Bladder Dysfunction and Vesicoureteral Reflux

Pediatric Uronephrologic Center (PUNC), Queen Silvia Children's Hospital, The Sahlgrenska Academy at University of Gothenburg, 416 85 Gothenburg, Sweden

Received 3 June 2008; Accepted 16 September 2008

Academic Editor: Hiep Nguyen

Copyright © 2008 Ulla Sillén. This is an open access article distributed under the Creative Commons Attribution License, which permits unrestricted use, distribution, and reproduction in any medium, provided the original work is properly cited.

Abstract

In this overview the influence of functional bladder disturbances and of its treatment on the resolution of vesicoureteral reflux (VUR) in children is discussed.
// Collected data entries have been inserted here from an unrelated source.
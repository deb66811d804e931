//! Document types for transformation rules.
//!
//! A rule document is the serialized form of a rule's syntax tree: a
//! condition node and an ordered list of statement nodes. Nodes name
//! functions by string; resolving and type-checking them is the job of the
//! evaluator's compiler.

use std::collections::BTreeMap;
use std::fmt;

use serde::Serialize;

// =============================================================================
// Literals and operators
// =============================================================================

/// A scalar literal as written in a rule document.
#[derive(Debug, Clone, PartialEq, Serialize)]
#[serde(untagged)]
pub enum Literal {
    Null,
    Bool(bool),
    Integer(i64),
    Float(f64),
    String(String),
}

/// Binary comparison operators.
#[derive(Debug, Clone, Copy, PartialEq, Eq, Hash, Serialize)]
#[serde(rename_all = "lowercase")]
pub enum ComparisonOp {
    Eq,
    Ne,
    Lt,
    Lte,
    Gt,
    Gte,
}

impl ComparisonOp {
    pub const ALL: [ComparisonOp; 6] = [
        ComparisonOp::Eq,
        ComparisonOp::Ne,
        ComparisonOp::Lt,
        ComparisonOp::Lte,
        ComparisonOp::Gt,
        ComparisonOp::Gte,
    ];

    pub fn from_str(s: &str) -> Option<Self> {
        match s {
            "eq" => Some(ComparisonOp::Eq),
            "ne" => Some(ComparisonOp::Ne),
            "lt" => Some(ComparisonOp::Lt),
            "lte" => Some(ComparisonOp::Lte),
            "gt" => Some(ComparisonOp::Gt),
            "gte" => Some(ComparisonOp::Gte),
            _ => None,
        }
    }

    /// The document key for this operator.
    pub fn keyword(self) -> &'static str {
        match self {
            ComparisonOp::Eq => "eq",
            ComparisonOp::Ne => "ne",
            ComparisonOp::Lt => "lt",
            ComparisonOp::Lte => "lte",
            ComparisonOp::Gt => "gt",
            ComparisonOp::Gte => "gte",
        }
    }

    /// The infix symbol used when rendering expressions.
    pub fn symbol(self) -> &'static str {
        match self {
            ComparisonOp::Eq => "==",
            ComparisonOp::Ne => "!=",
            ComparisonOp::Lt => "<",
            ComparisonOp::Lte => "<=",
            ComparisonOp::Gt => ">",
            ComparisonOp::Gte => ">=",
        }
    }
}

impl fmt::Display for ComparisonOp {
    fn fmt(&self, f: &mut fmt::Formatter<'_>) -> fmt::Result {
        f.write_str(self.symbol())
    }
}

// =============================================================================
// Expression nodes
// =============================================================================

/// One node of a rule's syntax tree.
#[derive(Debug, Clone, PartialEq, Serialize)]
#[serde(rename_all = "snake_case")]
pub enum ExprNode {
    Literal(Literal),
    /// Read a field of the message being processed.
    Field(String),
    /// Read a variable defined earlier in the rule.
    Variable(String),
    /// Define a variable for the remaining statements.
    Let { name: String, value: Box<ExprNode> },
    /// Call a registered function with named arguments.
    Call {
        function: String,
        args: BTreeMap<String, ExprNode>,
    },
    Not(Box<ExprNode>),
    And(Vec<ExprNode>),
    Or(Vec<ExprNode>),
    Compare {
        op: ComparisonOp,
        lhs: Box<ExprNode>,
        rhs: Box<ExprNode>,
    },
    /// Object literal.
    Map(BTreeMap<String, ExprNode>),
}

impl ExprNode {
    pub fn bool(b: bool) -> Self {
        ExprNode::Literal(Literal::Bool(b))
    }

    pub fn string(s: impl Into<String>) -> Self {
        ExprNode::Literal(Literal::String(s.into()))
    }

    pub fn integer(n: i64) -> Self {
        ExprNode::Literal(Literal::Integer(n))
    }

    /// Build a call node from `(name, node)` argument pairs.
    pub fn call<I, S>(function: impl Into<String>, args: I) -> Self
    where
        I: IntoIterator<Item = (S, ExprNode)>,
        S: Into<String>,
    {
        ExprNode::Call {
            function: function.into(),
            args: args.into_iter().map(|(k, v)| (k.into(), v)).collect(),
        }
    }
}

// =============================================================================
// Rule documents
// =============================================================================

/// A parsed rule document.
#[derive(Debug, Clone, PartialEq, Serialize)]
pub struct RuleDocument {
    pub title: String,
    pub id: Option<String>,
    pub description: Option<String>,
    /// The `when:` node. Defaults to `true` when omitted.
    pub condition: ExprNode,
    /// The `then:` nodes, in execution order.
    pub statements: Vec<ExprNode>,
}

impl RuleDocument {
    /// The id if present, else the title.
    pub fn name(&self) -> &str {
        self.id.as_deref().unwrap_or(&self.title)
    }
}

/// Rule documents read from one or more YAML sources.
#[derive(Debug, Clone, Default, Serialize)]
pub struct RuleCollection {
    pub rules: Vec<RuleDocument>,
    /// Per-document errors. A broken document does not stop the others
    /// from loading.
    #[serde(skip)]
    pub errors: Vec<String>,
}

impl RuleCollection {
    pub fn new() -> Self {
        Self::default()
    }

    pub fn len(&self) -> usize {
        self.rules.len()
    }

    pub fn is_empty(&self) -> bool {
        self.rules.is_empty()
    }

    pub fn extend(&mut self, other: RuleCollection) {
        self.rules.extend(other.rules);
        self.errors.extend(other.errors);
    }
}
Historically both bladder dysfunction entities, the overactive bladder (OAB) and the dysfunctional voiding (DV), have been described in conjunction with VUR. Treatment of the dysfunction was also considered to influence spontaneous resolution in a positive way. During the last decades, however, papers have been published which could not support these results. Regarding the OAB, a prospective study with treatment of the bladder overactivity with anticholinergics, did not influence spontaneous resolution rate in children with a dysfunction including also the voiding phase, DV and DES (dysfunctional elimination syndrome), most studies indicate a negative influence on the resolution rate of VUR in children, both before and after the age for bladder control, both with and without treatment. However, a couple of uncontrolled studies indicate that there is a high short-term resolution rate after treatment with flow biofeedback. It should be emphasized that the voiding phase dysfunctions (DV and DES) are more severe than the genuine filling phase dysfunction (OAB), with an increased frequency of UTI and renal damage in the former groups. To be able to answer the question if treatment of bladder dysfunction influence the resolution rate of VUR in children, randomized controlled studies must be performed.